### Stored data:
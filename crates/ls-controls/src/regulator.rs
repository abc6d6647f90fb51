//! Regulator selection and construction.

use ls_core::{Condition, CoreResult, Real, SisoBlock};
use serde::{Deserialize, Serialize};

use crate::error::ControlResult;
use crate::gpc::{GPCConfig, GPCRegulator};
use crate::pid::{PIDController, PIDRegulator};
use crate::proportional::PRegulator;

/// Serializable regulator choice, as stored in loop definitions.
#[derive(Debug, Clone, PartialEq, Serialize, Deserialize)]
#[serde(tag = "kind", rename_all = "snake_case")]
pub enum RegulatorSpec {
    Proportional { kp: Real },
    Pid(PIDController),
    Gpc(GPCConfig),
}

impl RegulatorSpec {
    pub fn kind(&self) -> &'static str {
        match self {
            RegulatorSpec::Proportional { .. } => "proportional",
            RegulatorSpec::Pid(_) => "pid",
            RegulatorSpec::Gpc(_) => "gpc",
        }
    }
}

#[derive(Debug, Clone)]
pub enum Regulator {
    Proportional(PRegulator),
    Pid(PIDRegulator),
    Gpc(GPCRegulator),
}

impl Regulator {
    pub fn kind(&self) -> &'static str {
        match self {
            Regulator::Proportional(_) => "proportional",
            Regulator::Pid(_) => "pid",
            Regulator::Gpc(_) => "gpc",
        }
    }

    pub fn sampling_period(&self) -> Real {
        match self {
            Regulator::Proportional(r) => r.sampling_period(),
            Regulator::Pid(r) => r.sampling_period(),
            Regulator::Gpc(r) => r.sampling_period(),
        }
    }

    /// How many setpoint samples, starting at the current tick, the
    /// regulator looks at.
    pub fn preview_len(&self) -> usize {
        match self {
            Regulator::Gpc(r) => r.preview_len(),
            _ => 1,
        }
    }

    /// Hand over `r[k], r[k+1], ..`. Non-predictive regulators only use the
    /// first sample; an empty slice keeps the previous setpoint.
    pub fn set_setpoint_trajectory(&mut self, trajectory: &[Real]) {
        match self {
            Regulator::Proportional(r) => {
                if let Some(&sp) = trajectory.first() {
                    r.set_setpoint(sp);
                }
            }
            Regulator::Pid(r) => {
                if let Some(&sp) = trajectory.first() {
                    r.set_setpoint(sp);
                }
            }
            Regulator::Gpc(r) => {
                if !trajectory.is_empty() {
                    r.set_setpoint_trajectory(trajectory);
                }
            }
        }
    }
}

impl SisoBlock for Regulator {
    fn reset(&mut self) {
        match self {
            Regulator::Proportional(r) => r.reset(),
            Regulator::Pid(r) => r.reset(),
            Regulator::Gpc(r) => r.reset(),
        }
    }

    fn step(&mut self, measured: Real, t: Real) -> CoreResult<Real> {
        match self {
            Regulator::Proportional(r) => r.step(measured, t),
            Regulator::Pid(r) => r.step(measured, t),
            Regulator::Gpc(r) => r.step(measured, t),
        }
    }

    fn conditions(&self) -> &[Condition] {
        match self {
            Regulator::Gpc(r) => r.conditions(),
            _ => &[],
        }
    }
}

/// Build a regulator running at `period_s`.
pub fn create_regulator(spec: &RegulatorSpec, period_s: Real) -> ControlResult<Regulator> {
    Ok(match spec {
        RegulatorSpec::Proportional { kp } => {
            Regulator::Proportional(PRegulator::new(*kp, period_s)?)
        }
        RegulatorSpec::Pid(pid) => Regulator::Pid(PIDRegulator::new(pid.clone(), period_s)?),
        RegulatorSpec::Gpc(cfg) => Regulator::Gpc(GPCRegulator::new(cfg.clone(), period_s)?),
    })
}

### Assigned task:
Filter the lines above, keeping each one that contains the string "GPCRegulator".

### Solution below:
use crate::gpc::{GPCConfig, GPCRegulator};
    Gpc(GPCRegulator),
        RegulatorSpec::Gpc(cfg) => Regulator::Gpc(GPCRegulator::new(cfg.clone(), period_s)?),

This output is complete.